D.C. General Hospital's strategic use for triage in the wake of the anthrax attacks has some D.C. officials pushing to restore it to a full-treatment facility while others see it as handling "surge capacity."
D.C. Health Director Dr. Ivan C. A. Walks said the hospital's use during the anthrax crisis is "helping to shape what the long-term plan for the facility will be."
"We're looking for a comprehensive plan for the D.C. General campus," Dr. Walks said. "We're using it now to handle what's called surge capacity. Having it in its current condition is tremendous and necessary."
But D.C. Council member Kevin P. Chavous, Ward 7 Democrat, said he believes the coming months will bring a push from the council to reopen the hospital.
And council member Adrian Fenty, Ward 4 Democrat, said Dr. Walks' statements sounded "far-fetched."
"It doesn't sound like real health care planning if you're going to base the future of a public hospital on something as unpredictable as terrorist attacks," Mr. Fenty said. "We need a hospital that will give needed treatment to patients who don't have insurance and live in that area and can't afford private care."
As many as 10,000 postal workers and private-sector employees have received free treatment at the hospital in the last week for possible exposure to anthrax.
"It's more than ironic to me that the mayor and Dr. Walks pushed so hard to close it and now it's the first place they're sending people to get treatment," Mr. Chavous told The Washington Times on Friday. "It speaks to the shortsightedness of the mayor's administration."
In a move strongly supported by D.C. Mayor Anthony A. Williams, D.C. General was closed in May when the D.C. financial control board overruled a 13-0 vote by the D.C. Council to keep it open.
In April, the control board signed a contract with the privately owned Doctors Community Hospital. Under that agreement, major trauma care and cases involving hospitalization would be transferred to the company's Greater Southeast Community Hospital, located across the Anacostia River.
D.C. General was reduced to an outpatient clinic, or little more than a large doctor's office. Mr. Williams fought hard for the plan as a way to save money and still provide clinics for uninsured residents, who had been using the hospital's emergency room for a range of illnesses.

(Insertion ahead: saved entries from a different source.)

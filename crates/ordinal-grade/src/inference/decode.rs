//! Decoding raw per-threshold scores into grades and distributions.
//!
//! A CORAL head emits `K - 1` scores where `s[i]` estimates `P(grade > i)`.
//! Two independent rules turn those scores into a prediction:
//!
//! - **Grade**: round every score to the nearer of {0, 1} (ties round up)
//!   and count the ones. The count is always in `[0, K - 1]`, whatever the
//!   ordering of `s`.
//! - **Distribution**: telescoping differences
//!
//! ```text
//! P(0)   = 1 - s[0]
//! P(k)   = s[k-1] - s[k]      0 < k < K-1
//! P(K-1) = s[K-2]
//! ```
//!
//! The distribution always sums to 1. Its entries are non-negative only when
//! `s` is non-increasing; a trained model gives no such guarantee, so negative
//! entries are reported as-is unless [`DistributionCorrection::ClampAndRenormalize`]
//! is configured.

use ndarray::ArrayView2;
use serde::{Deserialize, Serialize};

use super::Grade;
use crate::error::{check_thresholds, GradeError, Result};
use crate::model::ConfigError;
use crate::utils::Parallelism;

// =============================================================================
// Free functions
// =============================================================================

/// Count the thresholds whose score rounds to 1.
///
/// # Example
///
/// ```
/// use ordinal_grade::inference::decode_grade;
///
/// assert_eq!(decode_grade(&[0.9, 0.8, 0.3, 0.1]), 2);
/// // Order doesn't matter
/// assert_eq!(decode_grade(&[0.1, 0.9, 0.2, 0.8]), 2);
/// ```
#[inline]
pub fn decode_grade(raw: &[f32]) -> Grade {
    raw.iter().filter(|&&s| s >= 0.5).count()
}

/// Telescoped per-grade probabilities for `num_classes` grades.
///
/// Fails with a shape error if `raw.len() != num_classes - 1`. No clamping is
/// applied; see [`DistributionCorrection`].
pub fn decode_distribution(raw: &[f32], num_classes: usize) -> Result<Vec<f32>> {
    check_thresholds(num_classes, raw.len())?;
    let mut distribution = vec![0.0f32; num_classes];
    telescope_into(raw, &mut distribution);
    Ok(distribution)
}

/// Decode with the raw (unclamped) distribution.
pub fn decode(raw: &[f32], num_classes: usize) -> Result<PredictionResult> {
    OrdinalDecoder::new(num_classes).decode(raw)
}

/// `out[0] = 1 - s[0]`, `out[k] = s[k-1] - s[k]`, `out[K-1] = s[K-2]`.
///
/// Caller guarantees `out.len() == raw.len() + 1` and `raw` non-empty.
#[inline]
fn telescope_into(raw: &[f32], out: &mut [f32]) {
    debug_assert_eq!(out.len(), raw.len() + 1);
    let last = raw.len();
    out[0] = 1.0 - raw[0];
    for k in 1..last {
        out[k] = raw[k - 1] - raw[k];
    }
    out[last] = raw[last - 1];
}

/// Returns true if `raw` is non-increasing (the well-formed ordinal case).
#[inline]
pub fn is_rank_consistent(raw: &[f32]) -> bool {
    raw.windows(2).all(|w| w[0] >= w[1])
}

// =============================================================================
// DistributionCorrection
// =============================================================================

/// What to do with negative entries of a telescoped distribution.
#[derive(Debug, Clone, Copy, PartialEq, Eq, Hash, Default, Serialize, Deserialize)]
#[serde(rename_all = "snake_case")]
pub enum DistributionCorrection {
    /// Report the telescoped values unchanged. Negative entries expose
    /// rank inconsistency in the raw scores.
    #[default]
    NoClamp,
    /// Clamp negatives to zero and rescale to sum to 1.
    ClampAndRenormalize,
}

impl DistributionCorrection {
    /// Apply the correction in-place.
    pub fn apply_inplace(&self, distribution: &mut [f32]) {
        match self {
            Self::NoClamp => {}
            Self::ClampAndRenormalize => {
                let mut sum = 0.0f32;
                for p in distribution.iter_mut() {
                    *p = p.max(0.0);
                    sum += *p;
                }
                if sum > 0.0 {
                    for p in distribution.iter_mut() {
                        *p /= sum;
                    }
                } else if !distribution.is_empty() {
                    let uniform = 1.0 / distribution.len() as f32;
                    distribution.fill(uniform);
                }
            }
        }
    }
}

// =============================================================================
// PredictionResult
// =============================================================================

/// Decoded output of one classifier for one input.
///
/// Immutable once produced; the distribution may contain negative entries
/// when decoded with [`DistributionCorrection::NoClamp`].
#[derive(Debug, Clone, PartialEq, Serialize, Deserialize)]
pub struct PredictionResult {
    grade: Grade,
    confidence: f32,
    distribution: Vec<f32>,
    raw_scores: Vec<f32>,
}

impl PredictionResult {
    pub fn new(grade: Grade, confidence: f32, distribution: Vec<f32>, raw_scores: Vec<f32>) -> Self {
        Self {
            grade,
            confidence,
            distribution,
            raw_scores,
        }
    }

    /// Predicted grade.
    pub fn grade(&self) -> Grade {
        self.grade
    }

    /// Distribution value at the predicted grade, in `[0, 1]` for
    /// well-formed scores.
    pub fn confidence(&self) -> f32 {
        self.confidence
    }

    /// Confidence as a percentage rounded to two decimals.
    pub fn confidence_percent(&self) -> f64 {
        (f64::from(self.confidence) * 10_000.0).round() / 100.0
    }

    /// Per-grade probabilities.
    pub fn distribution(&self) -> &[f32] {
        &self.distribution
    }

    /// Scores as produced by the model (after its squashing transform).
    pub fn raw_scores(&self) -> &[f32] {
        &self.raw_scores
    }

    /// Number of grades.
    pub fn num_classes(&self) -> usize {
        self.distribution.len()
    }
}

// =============================================================================
// OrdinalDecoder
// =============================================================================

/// Decoder for a fixed number of grades and correction policy.
///
/// Stateless and `Copy`; share freely across threads.
#[derive(Debug, Clone, Copy, PartialEq, Eq)]
pub struct OrdinalDecoder {
    num_classes: usize,
    correction: DistributionCorrection,
}

impl OrdinalDecoder {
    /// Decoder that reports raw telescoped distributions.
    pub fn new(num_classes: usize) -> Self {
        Self {
            num_classes,
            correction: DistributionCorrection::NoClamp,
        }
    }

    pub fn with_correction(mut self, correction: DistributionCorrection) -> Self {
        self.correction = correction;
        self
    }

    pub fn num_classes(&self) -> usize {
        self.num_classes
    }

    pub fn correction(&self) -> DistributionCorrection {
        self.correction
    }

    /// Decode `num_classes - 1` cumulative scores.
    pub fn decode(&self, raw: &[f32]) -> Result<PredictionResult> {
        check_thresholds(self.num_classes, raw.len())?;

        if !is_rank_consistent(raw) {
            tracing::warn!(scores = ?raw, "non-monotone threshold scores");
        }
        if raw.iter().any(|s| !(0.0..=1.0).contains(s)) {
            tracing::warn!(scores = ?raw, "threshold scores outside [0, 1]");
        }

        let grade = decode_grade(raw);
        let mut distribution = vec![0.0f32; self.num_classes];
        telescope_into(raw, &mut distribution);
        self.correction.apply_inplace(&mut distribution);
        let confidence = distribution[grade];

        tracing::debug!(grade, confidence, "decoded ordinal scores");
        Ok(PredictionResult::new(grade, confidence, distribution, raw.to_vec()))
    }

    /// Decode `num_classes` per-grade probabilities from a categorical head.
    ///
    /// The grade is the arg-max (first on ties). No correction is applied;
    /// categorical heads are already normalized by their softmax.
    pub fn decode_categorical(&self, probs: &[f32]) -> Result<PredictionResult> {
        if self.num_classes < 2 {
            return Err(ConfigError::TooFewClasses(self.num_classes).into());
        }
        if probs.len() != self.num_classes {
            return Err(GradeError::shape(self.num_classes, probs.len()));
        }

        // NaN never wins, so an all-NaN head falls back to grade 0
        let grade = (1..probs.len()).fold(0, |best, i| {
            let beats = probs[i] > probs[best] || (probs[best].is_nan() && !probs[i].is_nan());
            if beats { i } else { best }
        });
        let confidence = probs[grade];

        tracing::debug!(grade, confidence, "decoded categorical scores");
        Ok(PredictionResult::new(grade, confidence, probs.to_vec(), probs.to_vec()))
    }

    /// Decode every row of a `(n_samples, num_classes - 1)` score matrix.
    ///
    /// Rows are independent and decoded in parallel when allowed. Fails on
    /// the first shape error; with a correct column count no row can fail.
    pub fn decode_batch(
        &self,
        scores: ArrayView2<f32>,
        parallelism: Parallelism,
    ) -> Result<Vec<PredictionResult>> {
        let (n_rows, n_cols) = scores.dim();
        check_thresholds(self.num_classes, n_cols)?;

        parallelism
            .maybe_par_map(0..n_rows, |i| {
                let raw: Vec<f32> = scores.row(i).iter().copied().collect();
                self.decode(&raw)
            })
            .into_iter()
            .collect()
    }
}

// =============================================================================
// Tests
// =============================================================================

#[cfg(test)]
mod tests {
    use super::*;
    use crate::testing::DEFAULT_TOLERANCE;
    use approx::assert_abs_diff_eq;
    use ndarray::array;

    #[test]
    fn grade_counts_exceeded_thresholds() {
        assert_eq!(decode_grade(&[0.9, 0.8, 0.3, 0.1]), 2);
        assert_eq!(decode_grade(&[0.0, 0.0, 0.0, 0.0]), 0);
        assert_eq!(decode_grade(&[1.0, 1.0, 1.0, 1.0]), 4);
    }

    #[test]
    fn grade_ties_round_up() {
        assert_eq!(decode_grade(&[0.5, 0.49, 0.0, 0.0]), 1);
    }

    #[test]
    fn grade_ignores_nan() {
        assert_eq!(decode_grade(&[f32::NAN, 0.9, 0.1, 0.0]), 1);
    }

    #[test]
    fn distribution_well_formed() {
        let dist = decode_distribution(&[0.9, 0.8, 0.3, 0.1], 5).unwrap();
        let expected = [0.1, 0.1, 0.5, 0.2, 0.1];
        for (p, e) in dist.iter().zip(expected) {
            assert_abs_diff_eq!(*p, e, epsilon = DEFAULT_TOLERANCE);
        }
        assert!(dist.iter().all(|&p| p >= 0.0));
    }

    #[test]
    fn distribution_increasing_scores_go_negative() {
        let dist = decode_distribution(&[0.1, 0.3, 0.6, 0.9], 5).unwrap();
        assert!(dist.iter().any(|&p| p < 0.0));
        let sum: f32 = dist.iter().sum();
        assert_abs_diff_eq!(sum, 1.0, epsilon = DEFAULT_TOLERANCE);
    }

    #[test]
    fn distribution_shape_error() {
        let err = decode_distribution(&[0.5, 0.5], 5).unwrap_err();
        assert!(matches!(err, GradeError::Shape { expected: 4, got: 2 }));
    }

    #[test]
    fn two_class_distribution() {
        let dist = decode_distribution(&[0.7], 2).unwrap();
        assert_abs_diff_eq!(dist[0], 0.3, epsilon = DEFAULT_TOLERANCE);
        assert_abs_diff_eq!(dist[1], 0.7, epsilon = DEFAULT_TOLERANCE);
    }

    #[test]
    fn decode_confidence_is_distribution_at_grade() {
        let result = decode(&[0.9, 0.8, 0.3, 0.1], 5).unwrap();
        assert_eq!(result.grade(), 2);
        assert_abs_diff_eq!(result.confidence(), 0.5, epsilon = DEFAULT_TOLERANCE);
        assert_eq!(result.raw_scores(), &[0.9, 0.8, 0.3, 0.1]);
        assert_eq!(result.num_classes(), 5);
        assert_abs_diff_eq!(result.confidence_percent(), 50.0, epsilon = 1e-3);
    }

    #[test]
    fn decode_can_report_negative_confidence() {
        // Rounds to [0, 1, 1, 1] -> grade 3, P(3) = 0.6 - 0.9 < 0
        let result = decode(&[0.1, 0.6, 0.6, 0.9], 5).unwrap();
        assert_eq!(result.grade(), 3);
        assert!(result.confidence() < 0.0);
    }

    #[test]
    fn clamp_and_renormalize() {
        let decoder = OrdinalDecoder::new(5).with_correction(DistributionCorrection::ClampAndRenormalize);
        let result = decoder.decode(&[0.1, 0.6, 0.6, 0.9]).unwrap();
        assert!(result.distribution().iter().all(|&p| p >= 0.0));
        let sum: f32 = result.distribution().iter().sum();
        assert_abs_diff_eq!(sum, 1.0, epsilon = DEFAULT_TOLERANCE);
        assert_eq!(result.confidence(), 0.0);
    }

    #[test]
    fn clamp_leaves_valid_distribution_unchanged() {
        let mut dist = vec![0.1, 0.1, 0.5, 0.2, 0.1];
        DistributionCorrection::ClampAndRenormalize.apply_inplace(&mut dist);
        let expected = [0.1, 0.1, 0.5, 0.2, 0.1];
        for (p, e) in dist.iter().zip(expected) {
            assert_abs_diff_eq!(*p, e, epsilon = DEFAULT_TOLERANCE);
        }
    }

    #[test]
    fn categorical_argmax() {
        let decoder = OrdinalDecoder::new(5);
        let result = decoder.decode_categorical(&[0.05, 0.1, 0.6, 0.2, 0.05]).unwrap();
        assert_eq!(result.grade(), 2);
        assert_abs_diff_eq!(result.confidence(), 0.6, epsilon = DEFAULT_TOLERANCE);

        assert!(matches!(
            decoder.decode_categorical(&[0.5, 0.5]),
            Err(GradeError::Shape { expected: 5, got: 2 })
        ));
    }

    #[test]
    fn categorical_confidence_is_distribution_entry() {
        let decoder = OrdinalDecoder::new(5);

        let result = decoder.decode_categorical(&[f32::NAN; 5]).unwrap();
        assert_eq!(result.grade(), 0);
        assert!(result.confidence().is_nan());

        let result = decoder
            .decode_categorical(&[f32::NAN, 0.1, 0.7, f32::NAN, 0.2])
            .unwrap();
        assert_eq!(result.grade(), 2);
        assert_eq!(result.confidence(), result.distribution()[result.grade()]);

        let tied = decoder.decode_categorical(&[0.1, 0.4, 0.1, 0.4, 0.0]).unwrap();
        assert_eq!(tied.grade(), 1);
    }

    #[test]
    fn batch_matches_single() {
        let scores = array![[0.9, 0.8, 0.3, 0.1], [0.2, 0.1, 0.0, 0.0], [0.99, 0.95, 0.9, 0.7]];
        let decoder = OrdinalDecoder::new(5);

        for parallelism in [Parallelism::Sequential, Parallelism::Parallel] {
            let results = decoder.decode_batch(scores.view(), parallelism).unwrap();
            let grades: Vec<_> = results.iter().map(PredictionResult::grade).collect();
            assert_eq!(grades, vec![2, 0, 4]);
        }
    }

    #[test]
    fn batch_shape_error() {
        let scores = array![[0.9, 0.8, 0.3]];
        let err = OrdinalDecoder::new(5)
            .decode_batch(scores.view(), Parallelism::Sequential)
            .unwrap_err();
        assert!(matches!(err, GradeError::Shape { expected: 4, got: 3 }));
    }

    #[test]
    fn rank_consistency() {
        assert!(is_rank_consistent(&[0.9, 0.8, 0.8, 0.1]));
        assert!(!is_rank_consistent(&[0.1, 0.8]));
        assert!(is_rank_consistent(&[0.4]));
    }
}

The control board, created by Congress in 1995 to oversee D.C. government, has since been dissolved. It officially went out of commission last month, returning power to the city over such issues as the hospital.
Mr. Williams was unavailable yesterday, according to his spokesman Tony Bullock, who said council members who still want to talk about the hospital's closing are dredging up an argument that ended long ago. "People are looking for a reason to re-kindle the debate over D.C. General, which is really already largely decided," Mr. Bullock said. "Nothing that happened [at D.C. General] in the last week changes that situation," he said.

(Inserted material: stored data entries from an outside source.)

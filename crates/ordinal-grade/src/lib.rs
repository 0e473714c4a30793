//! ordinal-grade: ordinal (CORAL) severity grading.
//!
//! Grades are `K` ordered classes. A CORAL model predicts `K - 1` cumulative
//! scores `s[i] ≈ P(grade > i)`; this crate turns grades into that encoding for
//! training, scores them with the matching loss, decodes raw scores back into
//! a grade plus a full per-grade distribution, and compares two classifiers'
//! results for the same input.
//!
//! # Key Types
//!
//! - [`OrdinalDecoder`] / [`PredictionResult`] - Decoding raw threshold scores
//! - [`GradingService`] - Registry of backbones with grading and comparison
//! - [`Comparator`] / [`DualReport`] - Agreement between two classifiers
//! - [`GradingConfig`] - Validated configuration builder
//! - [`OrdinalLoss`] / [`Evaluator`] - Training loss and evaluation metrics
//!
//! # Decoding
//!
//! ```
//! use ordinal_grade::inference::{decode, decode_grade};
//!
//! assert_eq!(decode_grade(&[0.9, 0.8, 0.3, 0.1]), 2);
//!
//! let result = decode(&[0.9, 0.8, 0.3, 0.1], 5).unwrap();
//! assert_eq!(result.grade(), 2);
//! assert!((result.distribution().iter().sum::<f32>() - 1.0).abs() < 1e-6);
//! ```

// Re-export approx traits for users who want to compare distributions
pub use approx;

pub mod compare;
pub mod error;
pub mod inference;
pub mod model;
pub mod taxonomy;
pub mod testing;
pub mod training;
pub mod utils;

// =============================================================================
// Convenience Re-exports
// =============================================================================

pub use compare::{Comparator, ComparisonResult, DualReport, HigherConfidence};
pub use error::{ErrorKind, GradeError, Result};
pub use inference::{
    Backbone, DistributionCorrection, Grade, GradeReport, GradingService, OrdinalDecoder,
    PredictionResult,
};
pub use model::{GradingConfig, ModelKind, ModelMeta, ScoreTransform};
pub use taxonomy::{SeverityInfo, SeverityTaxonomy};
pub use training::{
    encode_ordinal_batch, encode_ordinal_label, ordinal_loss, EvaluationReport, Evaluator, Metric,
    MetricFn, ObjectiveFn, OrdinalLoss,
};

// Shared utilities
pub use utils::{run_with_threads, Parallelism};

Still, council member David Catania, at-large Republican, said closing D.C. General has diminished [the citys] health care abilities and looking to the federal government for funding is not a bad idea.
"For a long time D.C. General has been seen as a local issue," he said. "It's not, and the federal government needs to see that. Let's not forget the postal workers who have been treated at D.C. General … are federal employees."
Mr. Catania said, "The District is a sitting duck, it's a target because of the presence of the federal government. The federal government has an obligation to help us help them in constructing a health care operation to address and respond to potential biological or chemical attacks and other forms of terrorism in this city."